IBAI GANDIAGA PÉREZ DE ALBÉNIZ
ARQUITECTURA

El parque sin tren

Mientras voy conduciendo, charlando despreocupadamente con mi acompañante, escucho un sonido repetitivo, un campaneo que inmediatamente me lleva a mi niñez. Tal vez es por eso que la siguiente secuencia no me es familiar, aunque hace tiempo que no la contemplo: barreras rojas y blancas que bajan, luces que parpadean, coches que se agolpan, peatones que miran, el silbido y el traqueteo de un tren que pasa por el paso a nivel; y de nuevo, al pasar el tren, comienza otro baile de sonidos e imágenes, también muy familiar: las barreras subiendo tímidamente, las motos adelantándose, los coches agolpándose, nervios, acelerones.

Los pasos a nivel han ido desapareciendo paulatinamente de las zonas urbanas consolidadas, bien por acción de soterramientos, bien porque la red de ferrocarriles ha ido mermando. Echando la mirada atrás, los pasos a nivel son espacios con una gran poética urbana; cuando el tren pasa, el resto de la ciudad debe parar, como si estuviéramos reverenciando un gran animal mitológico que de vez en cuando pasa por nuestras casas. Aunque haya perdido gran parte de su simbología debido a una estrategia por apostar por el coche privado en detrimento de los transportes públicos, el tren ha sido un sinónimo de progreso, de conexión con el exterior, de modernidad.

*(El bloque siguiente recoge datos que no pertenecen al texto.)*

mod common;

use common::*;
use huddle_core::CallState;
use huddle_protocol::events::error_code;
use huddle_protocol::{ClientEvent, MessageContent, ServerEvent};

#[tokio::test]
async fn presence_snapshot_tracks_connected_users() {
    let (addr, _state) = start_server(&[(1, "alice"), (2, "bob")]).await;

    let mut alice = TestClient::identify(&addr, 1).await;
    alice.wait_for_snapshot(&[1]).await;

    let mut bob = TestClient::identify(&addr, 2).await;
    alice.wait_for_snapshot(&[1, 2]).await;
    bob.wait_for_snapshot(&[1, 2]).await;

    bob.close().await;
    alice.wait_for_snapshot(&[1]).await;
}

#[tokio::test]
async fn message_is_delivered_and_echoed() {
    let (addr, _state) = start_server(&[(1, "alice"), (2, "bob")]).await;

    let mut alice = TestClient::identify(&addr, 1).await;
    let mut bob = TestClient::identify(&addr, 2).await;
    alice.wait_for_snapshot(&[1, 2]).await;
    bob.wait_for_snapshot(&[1, 2]).await;

    alice
        .send(&ClientEvent::MessageSend {
            receiver_id: 2,
            content: MessageContent::text("hi"),
        })
        .await;

    let delivered = bob.recv_message().await;
    let echoed = alice.recv_message().await;

    assert_eq!(delivered.sender_id, 1);
    assert_eq!(delivered.receiver_id, 2);
    assert_eq!(delivered.content, MessageContent::text("hi"));
    // Sender and receiver converge on the same server-assigned message.
    assert_eq!(delivered.id, echoed.id);
}

#[tokio::test]
async fn message_to_offline_user_lands_in_mailbox() {
    let (addr, state) = start_server(&[(1, "alice"), (3, "carol")]).await;

    let mut alice = TestClient::identify(&addr, 1).await;
    alice.wait_for_snapshot(&[1]).await;

    alice
        .send(&ClientEvent::MessageSend {
            receiver_id: 3,
            content: MessageContent::text("hi"),
        })
        .await;
    let echoed = alice.recv_message().await;

    // Carol was offline: no realtime delivery, but the message is durable
    // and waits in her mailbox for the reconnect pull.
    let mailbox = state.relay.history(3).await.unwrap();
    assert_eq!(mailbox.len(), 1);
    assert_eq!(mailbox[0].id, echoed.id);
    assert!(!mailbox[0].read);
}

#[tokio::test]
async fn mark_read_has_no_realtime_notification() {
    let (addr, state) = start_server(&[(1, "alice"), (2, "bob")]).await;

    let mut alice = TestClient::identify(&addr, 1).await;
    let mut bob = TestClient::identify(&addr, 2).await;
    alice.wait_for_snapshot(&[1, 2]).await;
    bob.wait_for_snapshot(&[1, 2]).await;

    alice
        .send(&ClientEvent::MessageSend {
            receiver_id: 2,
            content: MessageContent::text("hi"),
        })
        .await;
    bob.recv_message().await;
    alice.recv_message().await;

    bob.send(&ClientEvent::MarkRead { peer_id: 1 }).await;

    let mailbox = state.relay.history(2).await.unwrap();
    assert!(mailbox.iter().all(|m| m.read));
    alice.expect_silence().await;
}

#[tokio::test]
async fn send_before_identify_is_rejected() {
    let (addr, _state) = start_server(&[(2, "bob")]).await;

    let mut anon = TestClient::connect(&addr).await;
    anon.send(&ClientEvent::MessageSend {
        receiver_id: 2,
        content: MessageContent::text("hi"),
    })
    .await;

    let event = anon
        .recv_matching(|e| matches!(e, ServerEvent::Error { .. }))
        .await;
    match event {
        ServerEvent::Error { code, .. } => assert_eq!(code, error_code::AUTH_REQUIRED),
        _ => unreachable!(),
    }
}

#[tokio::test]
async fn call_negotiation_and_disconnect_teardown() {
    let (addr, state) = start_server(&[(1, "alice"), (2, "bob")]).await;

    let mut alice = TestClient::identify(&addr, 1).await;
    let mut bob = TestClient::identify(&addr, 2).await;
    alice.wait_for_snapshot(&[1, 2]).await;
    bob.wait_for_snapshot(&[1, 2]).await;

    alice.send(&ClientEvent::CallRequest { callee_id: 2 }).await;
    let ringing = bob
        .recv_matching(|e| matches!(e, ServerEvent::CallRequest { .. }))
        .await;
    assert_eq!(ringing, ServerEvent::CallRequest { from: 1 });

    bob.send(&ClientEvent::CallAccept { caller_id: 1 }).await;
    let accepted = alice
        .recv_matching(|e| matches!(e, ServerEvent::CallAccept { .. }))
        .await;
    assert_eq!(accepted, ServerEvent::CallAccept { from: 2 });
    assert_eq!(state.calls.session_state(1, 2), Some(CallState::Negotiating));

    alice
        .send(&ClientEvent::CallOffer {
            peer_id: 2,
            sdp: "offer-sdp".into(),
        })
        .await;
    let offer = bob
        .recv_matching(|e| matches!(e, ServerEvent::CallOffer { .. }))
        .await;
    assert_eq!(
        offer,
        ServerEvent::CallOffer {
            from: 1,
            sdp: "offer-sdp".into()
        }
    );

    bob.send(&ClientEvent::CallAnswer {
        peer_id: 1,
        sdp: "answer-sdp".into(),
    })
    .await;
    let answer = alice
        .recv_matching(|e| matches!(e, ServerEvent::CallAnswer { .. }))
        .await;
    assert_eq!(
        answer,
        ServerEvent::CallAnswer {
            from: 2,
            sdp: "answer-sdp".into()
        }
    );
    assert_eq!(state.calls.session_state(1, 2), Some(CallState::Active));

    // Bob vanishing mid-call ends the session as if he hung up.
    bob.close().await;
    let ended = alice
        .recv_matching(|e| matches!(e, ServerEvent::CallEnd { .. }))
        .await;
    assert_eq!(ended, ServerEvent::CallEnd { from: 2 });
    assert_eq!(state.calls.session_state(1, 2), None);
}

#[tokio::test]
async fn duplicate_call_request_is_rejected() {
    let (addr, state) = start_server(&[(1, "alice"), (2, "bob")]).await;

    let mut alice = TestClient::identify(&addr, 1).await;
    let mut bob = TestClient::identify(&addr, 2).await;
    alice.wait_for_snapshot(&[1, 2]).await;
    bob.wait_for_snapshot(&[1, 2]).await;

    alice.send(&ClientEvent::CallRequest { callee_id: 2 }).await;
    bob.recv_matching(|e| matches!(e, ServerEvent::CallRequest { .. }))
        .await;

    alice.send(&ClientEvent::CallRequest { callee_id: 2 }).await;
    let rejected = alice
        .recv_matching(|e| matches!(e, ServerEvent::Error { .. }))
        .await;
    match rejected {
        ServerEvent::Error { code, .. } => assert_eq!(code, error_code::ALREADY_IN_PROGRESS),
        _ => unreachable!(),
    }

    // The original session is untouched and the callee rang only once.
    assert_eq!(state.calls.session_state(1, 2), Some(CallState::Ringing));
    bob.expect_silence().await;
}

#[tokio::test]
async fn calling_an_offline_user_is_invalid_target() {
    let (addr, state) = start_server(&[(1, "alice"), (2, "bob")]).await;

    let mut alice = TestClient::identify(&addr, 1).await;
    alice.wait_for_snapshot(&[1]).await;

    alice.send(&ClientEvent::CallRequest { callee_id: 2 }).await;
    let rejected = alice
        .recv_matching(|e| matches!(e, ServerEvent::Error { .. }))
        .await;
    match rejected {
        ServerEvent::Error { code, .. } => assert_eq!(code, error_code::INVALID_TARGET),
        _ => unreachable!(),
    }
    assert_eq!(state.calls.session_count(), 0);
}

#[tokio::test]
async fn rest_routes_serve_directory_and_mailbox() {
    let (addr, _state) = start_server(&[(1, "alice"), (2, "bob")]).await;

    let health = http_get(&addr, "/health").await;
    assert!(health.contains("200 OK"));

    let users = http_get(&addr, "/api/users").await;
    assert!(users.contains("200 OK"));
    assert!(users.contains("alice"));
    assert!(users.contains("bob"));

    let mut alice = TestClient::identify(&addr, 1).await;
    alice.wait_for_snapshot(&[1]).await;
    alice
        .send(&ClientEvent::MessageSend {
            receiver_id: 2,
            content: MessageContent::text("hello bob"),
        })
        .await;
    alice.recv_message().await;

    let mailbox = http_get(&addr, "/api/messages/2").await;
    assert!(mailbox.contains("200 OK"));
    assert!(mailbox.contains("hello bob"));
}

Esta visión nostálgica y edulcorada de las vías ferroviarias urbanas, desde luego, confronta con el deseo de todos los municipios que ven su casco urbano dividido en dos por este motivo, hartos de las molestias de los trenes que pasan, ruidos, vibraciones... En cada uno de los pueblos o villas de Euskal Herria con este problema, las palabras soterramiento, desvío o circunvalación se manejan desde hace décadas. Los ayuntamientos entran en un juego de influencias políticas para conseguir permiso y sobre todo mucho, mucho dinero.

Pero, ¿qué pasa cuando esa vía desaparece? Los soterramientos de pasos, playas de vía o estaciones abren la puerta a nuevos espacios públicos, pero en ocasiones suelen ser zonas un tanto ariscas, desprovistas de actividad, ya que no es conveniente colocar edificio alguno sobre la cobertura de la estación, y tampoco se puede plantar arbolado que comprometa la impermeabilización. Además, como si de una herida cicatrizada se tratara, las vías ferroviarias tradicionalmente han dividido la ciudad y, al desaparecer, casi parece como si la ciudad no quisiera entrar a construir en esa herida cerrada.

Comprender que pensar un nuevo uso para un trazado ferroviario era complejo fue lo que motivó que en 2016 el Gobierno de Ciudad de México convocara un concurso internacional para la construcción del parque lineal Ferrocarril de Cuernavaca. A la convocatoria respondieron cerca de 400 estudios, siendo el ganador el estudio de los arquitectos Luby Springall y Julio Gaeta. El estudio, radicado en México, ganó la selección del público por su proyecto en Cuernavaca en la Bienal Española de Paisajismo en 2018, y desde entonces las imágenes de su intervención sobre las vías de tren se han convertido en un referente casi tan manido como el proyecto del High Line de Nueva York.

Línea roja. El desmantelamiento del Ferrocarril de Cuernavaca, que une la ciudad con la famosa fábrica de Cerveza Modelo y la papelera Progreso, comprende un parque lineal de casi 5 kilómetros de largo, que afrontaba el reto de querer ser un espacio público, respetar el patrimonio, cuadrar unos gastos que en esas dimensiones podrían resultar prohibitivos y hacer algo útil para la ciudad.

El proyecto se plantea como una partitura de un concierto con 70 actos o acciones de menor tamaño, que se pueden ir acometiendo según necesidad y recursos. Como hilo conductor de todo, una “línea roja”, que cruza, gira, tuerce y va por encima de las vías ferroviarias, que quedan intactas como elemento decorativo. Esa línea va ordenando más actividades y zonas para la ciudadanía, como áreas de juegos infantiles, skateparks, gimnasios al aire libre…

En un plano más oculto y tal vez no tan evidente, existe todo un sistema de conectividad ecológica, con un tratamiento del arbolado y subsuelos que mejore la permeabilidad de la tierra y cree una zona más fresca y agradable. El agua, por último, es la segunda «gran deuda de México con su gente y su territorio», según escriben los autores, y se plantan una serie de “caprichos” o juegos de agua, jardines de lluvia, etc., a lo largo del recorrido, que sirven para crear esa sensación de parque lineal tan compleja en un ámbito tan extenso.